Denise Williams, a South Ward resident, was visiting her relatives at a housing project in the Central Ward on Livingston Street between 17th and 18th Avenue earlier this summer. Her relatives live one block from where the exact spot were Newark ruptured 50 summers ago.
“We still need a lot of help out here,” said Williams, 37, watching her nephews gleefully shoot each other with water guns on the same streets where in 1967 real guns did real damage. “All these killings are real. Drug selling is real. And a lot of these kids have to fend for themselves. But it’s people that cause these problems to happen, not Newark itself. The riot is over. But people are still rioting within themselves.”
“Newark is in worse shape now than in 1967 considering that the poverty rate in 1967 was 18 percent and today it’s nearly a third of our city,” said Marylou Bongiorno, a Newark resident who together with her husband Jerome Bongiorno made the critically-acclaimed documentary Revolution ’67.
"If we don’t reduce the poverty in Newark, no amount of building in the downtown or extra police is going to improve the city,” she said. “And if Ferguson and Baltimore can erupt into riots, then Newark, with a far higher poverty rate, can easily do the same.”

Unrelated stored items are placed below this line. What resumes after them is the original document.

//! Recording in-memory platform.
//!
//! Implements every collaborator trait from a fixed fixture set and records each
//! outbound call, so pipelines can be exercised without the network.

use std::collections::{BTreeSet, HashMap, HashSet};
use std::sync::{Mutex, MutexGuard, PoisonError};
use std::time::Duration;

use async_trait::async_trait;
use relay_core::{
    Attachment, Conversation, ConversationId, ConversationKind, Identity, MessageId, OrgId,
    PersonId,
};
use serde_json::Value;

use crate::platform::{
    AgentMembership, AttachmentSource, Directory, MembershipApi, MessagingApi, PlatformError,
    PlatformMessage, Webhook, WebhookRegistry,
};

#[derive(Clone, Debug, PartialEq)]
pub enum PlatformCall {
    Message { conversation: ConversationId, text: String },
    Card { conversation: ConversationId, text: String, card: Value },
    Attachment { conversation: ConversationId, text: String, file_name: String, content: Vec<u8> },
    Direct { person: PersonId, text: String },
    Leave { conversation: ConversationId },
}

impl PlatformCall {
    /// Conversation the call posted into, if it targeted one.
    pub fn conversation(&self) -> Option<&ConversationId> {
        match self {
            Self::Message { conversation, .. }
            | Self::Card { conversation, .. }
            | Self::Attachment { conversation, .. }
            | Self::Leave { conversation } => Some(conversation),
            Self::Direct { .. } => None,
        }
    }
}

#[derive(Default)]
struct RecordedState {
    calls: Vec<PlatformCall>,
    left: BTreeSet<ConversationId>,
    webhooks: Vec<Webhook>,
    next_webhook: u32,
}

pub struct InMemoryPlatform {
    agent: Identity,
    people: HashMap<PersonId, Identity>,
    conversations: Vec<Conversation>,
    conversation_orgs: HashMap<ConversationId, OrgId>,
    org_names: HashMap<OrgId, String>,
    messages: HashMap<MessageId, PlatformMessage>,
    files: HashMap<String, Attachment>,
    card_rejecting: HashSet<ConversationId>,
    failing_sends: HashMap<ConversationId, PlatformError>,
    slow_sends: HashMap<ConversationId, Duration>,
    group_listing_error: Option<PlatformError>,
    direct_listing_error: Option<PlatformError>,
    state: Mutex<RecordedState>,
}

impl InMemoryPlatform {
    pub fn new(agent: Identity) -> Self {
        Self {
            agent,
            people: HashMap::new(),
            conversations: Vec::new(),
            conversation_orgs: HashMap::new(),
            org_names: HashMap::new(),
            messages: HashMap::new(),
            files: HashMap::new(),
            card_rejecting: HashSet::new(),
            failing_sends: HashMap::new(),
            slow_sends: HashMap::new(),
            group_listing_error: None,
            direct_listing_error: None,
            state: Mutex::new(RecordedState::default()),
        }
    }

    pub fn with_person(mut self, person: Identity) -> Self {
        self.people.insert(person.id.clone(), person);
        self
    }

    pub fn with_conversation(mut self, conversation: Conversation) -> Self {
        self.conversations.push(conversation);
        self
    }

    /// Owner reported by the org lookup for a conversation listed without one.
    pub fn with_conversation_org(mut self, conversation: &str, org: &str) -> Self {
        self.conversation_orgs
            .insert(ConversationId(conversation.to_owned()), OrgId(org.to_owned()));
        self
    }

    pub fn with_org_name(mut self, org: &str, name: &str) -> Self {
        self.org_names.insert(OrgId(org.to_owned()), name.to_owned());
        self
    }

    pub fn with_message(mut self, message: PlatformMessage) -> Self {
        self.messages.insert(message.id.clone(), message);
        self
    }

    pub fn with_file(mut self, url: &str, attachment: Attachment) -> Self {
        self.files.insert(url.to_owned(), attachment);
        self
    }

    pub fn rejecting_cards_in(mut self, conversation: &str) -> Self {
        self.card_rejecting.insert(ConversationId(conversation.to_owned()));
        self
    }

    pub fn failing_sends_to(mut self, conversation: &str, error: PlatformError) -> Self {
        self.failing_sends.insert(ConversationId(conversation.to_owned()), error);
        self
    }

    pub fn slow_sends_to(mut self, conversation: &str, delay: Duration) -> Self {
        self.slow_sends.insert(ConversationId(conversation.to_owned()), delay);
        self
    }

    pub fn failing_group_listing(mut self, error: PlatformError) -> Self {
        self.group_listing_error = Some(error);
        self
    }

    pub fn failing_direct_listing(mut self, error: PlatformError) -> Self {
        self.direct_listing_error = Some(error);
        self
    }

    pub fn with_webhook(self, webhook: Webhook) -> Self {
        self.state().webhooks.push(webhook);
        self
    }

    pub fn calls(&self) -> Vec<PlatformCall> {
        self.state().calls.clone()
    }

    /// Calls that posted into `conversation`, in the order they happened.
    pub fn calls_to(&self, conversation: &str) -> Vec<PlatformCall> {
        self.state()
            .calls
            .iter()
            .filter(|call| call.conversation().is_some_and(|id| id.0 == conversation))
            .cloned()
            .collect()
    }

    pub fn direct_messages(&self) -> Vec<(PersonId, String)> {
        self.state()
            .calls
            .iter()
            .filter_map(|call| match call {
                PlatformCall::Direct { person, text } => Some((person.clone(), text.clone())),
                _ => None,
            })
            .collect()
    }

    pub fn left_conversations(&self) -> Vec<ConversationId> {
        self.state().left.iter().cloned().collect()
    }

    pub fn webhooks(&self) -> Vec<Webhook> {
        self.state().webhooks.clone()
    }

    fn state(&self) -> MutexGuard<'_, RecordedState> {
        self.state.lock().unwrap_or_else(PoisonError::into_inner)
    }

    fn record(&self, call: PlatformCall) {
        self.state().calls.push(call);
    }

    fn has_left(&self, conversation: &ConversationId) -> bool {
        self.state().left.contains(conversation)
    }

    async fn before_send(&self, conversation: &ConversationId) -> Result<(), PlatformError> {
        if let Some(delay) = self.slow_sends.get(conversation) {
            tokio::time::sleep(*delay).await;
        }
        match self.failing_sends.get(conversation) {
            Some(error) => Err(error.clone()),
            None => Ok(()),
        }
    }
}

#[async_trait]
impl Directory for InMemoryPlatform {
    async fn agent_identity(&self) -> Result<Identity, PlatformError> {
        Ok(self.agent.clone())
    }

    async fn person(&self, id: &PersonId) -> Result<Identity, PlatformError> {
        if *id == self.agent.id {
            return Ok(self.agent.clone());
        }
        self.people
            .get(id)
            .cloned()
            .ok_or_else(|| PlatformError::NotFound(format!("people/{id}")))
    }

    async fn resolve_conversation_org(
        &self,
        id: &ConversationId,
    ) -> Result<Option<OrgId>, PlatformError> {
        if let Some(org) = self.conversation_orgs.get(id) {
            return Ok(Some(org.clone()));
        }
        self.conversations
            .iter()
            .find(|conversation| conversation.id == *id)
            .map(|conversation| conversation.owner_org.clone())
            .ok_or_else(|| PlatformError::NotFound(format!("rooms/{id}")))
    }

    async fn organization_name(&self, org: &OrgId) -> Result<String, PlatformError> {
        self.org_names
            .get(org)
            .cloned()
            .ok_or_else(|| PlatformError::NotFound(format!("organizations/{org}")))
    }
}

#[async_trait]
impl MembershipApi for InMemoryPlatform {
    async fn list_my_conversations(
        &self,
        kind: ConversationKind,
    ) -> Result<Vec<Conversation>, PlatformError> {
        let failure = match kind {
            ConversationKind::Group => &self.group_listing_error,
            ConversationKind::Direct => &self.direct_listing_error,
        };
        if let Some(error) = failure {
            return Err(error.clone());
        }

        Ok(self
            .conversations
            .iter()
            .filter(|conversation| conversation.kind == kind && !self.has_left(&conversation.id))
            .cloned()
            .collect())
    }

    async fn conversation(&self, id: &ConversationId) -> Result<Conversation, PlatformError> {
        self.conversations
            .iter()
            .find(|conversation| conversation.id == *id)
            .cloned()
            .ok_or_else(|| PlatformError::NotFound(format!("rooms/{id}")))
    }

    async fn membership_active(&self, membership: &AgentMembership) -> Result<bool, PlatformError> {
        let listed = self.conversations.iter().any(|c| c.id == membership.conversation);
        Ok(listed && !self.has_left(&membership.conversation))
    }

    async fn leave_conversation(&self, membership: &AgentMembership) -> Result<(), PlatformError> {
        let conversation = &membership.conversation;
        let mut state = self.state();
        if state.left.insert(conversation.clone()) {
            state.calls.push(PlatformCall::Leave { conversation: conversation.clone() });
        }
        Ok(())
    }
}

#[async_trait]
impl MessagingApi for InMemoryPlatform {
    async fn message(&self, id: &MessageId) -> Result<PlatformMessage, PlatformError> {
        self.messages
            .get(id)
            .cloned()
            .ok_or_else(|| PlatformError::NotFound(format!("messages/{}", id.0)))
    }

    async fn send_message(
        &self,
        conversation: &ConversationId,
        text: &str,
    ) -> Result<(), PlatformError> {
        self.before_send(conversation).await?;
        self.record(PlatformCall::Message {
            conversation: conversation.clone(),
            text: text.to_owned(),
        });
        Ok(())
    }

    async fn send_card(
        &self,
        conversation: &ConversationId,
        text: &str,
        card: &Value,
    ) -> Result<(), PlatformError> {
        self.before_send(conversation).await?;
        if self.card_rejecting.contains(conversation) {
            return Err(PlatformError::CardRejected(format!(
                "card not supported in {conversation}"
            )));
        }
        self.record(PlatformCall::Card {
            conversation: conversation.clone(),
            text: text.to_owned(),
            card: card.clone(),
        });
        Ok(())
    }

    async fn send_attachment(
        &self,
        conversation: &ConversationId,
        text: &str,
        attachment: &Attachment,
    ) -> Result<(), PlatformError> {
        self.before_send(conversation).await?;
        self.record(PlatformCall::Attachment {
            conversation: conversation.clone(),
            text: text.to_owned(),
            file_name: attachment.file_name.clone(),
            content: attachment.content.clone(),
        });
        Ok(())
    }

    async fn send_direct(&self, person: &PersonId, text: &str) -> Result<(), PlatformError> {
        self.record(PlatformCall::Direct { person: person.clone(), text: text.to_owned() });
        Ok(())
    }
}

#[async_trait]
impl AttachmentSource for InMemoryPlatform {
    async fn fetch(&self, url: &str) -> Result<Attachment, PlatformError> {
        self.files.get(url).cloned().ok_or_else(|| PlatformError::NotFound(url.to_owned()))
    }
}

#[async_trait]
impl WebhookRegistry for InMemoryPlatform {
    async fn list_webhooks(&self) -> Result<Vec<Webhook>, PlatformError> {
        Ok(self.webhooks())
    }

    async fn delete_webhook(&self, id: &str) -> Result<(), PlatformError> {
        let mut state = self.state();
        let before = state.webhooks.len();
        state.webhooks.retain(|webhook| webhook.id != id);
        if state.webhooks.len() == before {
            return Err(PlatformError::NotFound(format!("webhooks/{id}")));
        }
        Ok(())
    }

    async fn create_webhook(
        &self,
        name: &str,
        target_url: &str,
        resource: &str,
        event: &str,
    ) -> Result<Webhook, PlatformError> {
        let mut state = self.state();
        state.next_webhook += 1;
        let webhook = Webhook {
            id: format!("WH-{}", state.next_webhook),
            name: name.to_owned(),
            target_url: target_url.to_owned(),
            resource: resource.to_owned(),
            event: event.to_owned(),
        };
        state.webhooks.push(webhook.clone());
        Ok(webhook)
    }
}

#[cfg(test)]
mod tests {
    use relay_core::{Conversation, ConversationId, ConversationKind, Identity};

    use super::{InMemoryPlatform, PlatformCall};
    use crate::platform::{AgentMembership, MembershipApi, MessagingApi};

    fn agent() -> Identity {
        Identity::new("BOT", "Relay", "relay@webex.bot", "ORG-A")
    }

    #[tokio::test]
    async fn leaving_twice_records_a_single_leave() {
        let platform = InMemoryPlatform::new(agent())
            .with_conversation(Conversation::new("R-1", ConversationKind::Group, Some("ORG-A")));
        let room = ConversationId("R-1".to_owned());
        let membership = AgentMembership { id: "MS-1".to_owned(), conversation: room.clone() };
        assert!(platform.membership_active(&membership).await.expect("lookup succeeds"));

        platform.leave_conversation(&membership).await.expect("first leave");
        platform.leave_conversation(&membership).await.expect("second leave is a no-op");

        assert_eq!(platform.calls(), vec![PlatformCall::Leave { conversation: room.clone() }]);
        assert!(!platform.membership_active(&membership).await.expect("lookup succeeds"));
        let listed = platform
            .list_my_conversations(ConversationKind::Group)
            .await
            .expect("listing succeeds");
        assert!(listed.is_empty());
    }

    #[tokio::test]
    async fn records_sends_per_conversation() {
        let platform = InMemoryPlatform::new(agent());
        let room = ConversationId("R-2".to_owned());

        platform.send_message(&room, "hello").await.expect("send succeeds");

        assert_eq!(
            platform.calls_to("R-2"),
            vec![PlatformCall::Message { conversation: room, text: "hello".to_owned() }]
        );
        assert!(platform.calls_to("R-3").is_empty());
    }
}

Then again, even for those locked into a cycle of violence, the events of 1967 lack immediacy.
“You tell some Bloods and Crips gang members about 1967, they don’t want to hear it,” said lifetime Newark resident Rasheed Mason, 34. “They can’t believe tanks rolled down Springfield Avenue.”
During an event to commemorate the 50th Anniversary of the Newark riots at Abyssinian Baptist Church, Newark Mayor Ras Baraka, the keynote speaker, gave the crowd a seminar about Newark history and the state of urban America.
He reminded the crowd that to him, what happened in 1967 was a rebellion, not a riot. Its purpose – to let democracy, powered by the people, address issues such as poverty, economic disparity, access to quality education, and combating crime.
“If you are alone, then you are defeated,” Baraka said. “It is important that we build alliances, not isolate ourselves and destroy ourselves.”
“It’s impossible for five days to fix hundreds of years of oppression,” Baraka told TAPinto Newark. “The narrative of 1967 diminishes what we’ve gone through. This is a protracted, generational struggle that takes us to where we are today.”
Back on South Jacob Street, two blocks from the same Springfield Avenue that was shattered 50 a half-century ago, Levon Putney stopped tending to his garden for a minute. He looked down the block at his neighbor’s home on the corner of Gold Street. He was jealous, yet determined.
“That guy is going crazy on his plot. He’s straight up harvesting veggies and melons,” Putney said. “Used to be there was no way in hell I was coming to Newark. Now look. There are roses growing up from the concrete.”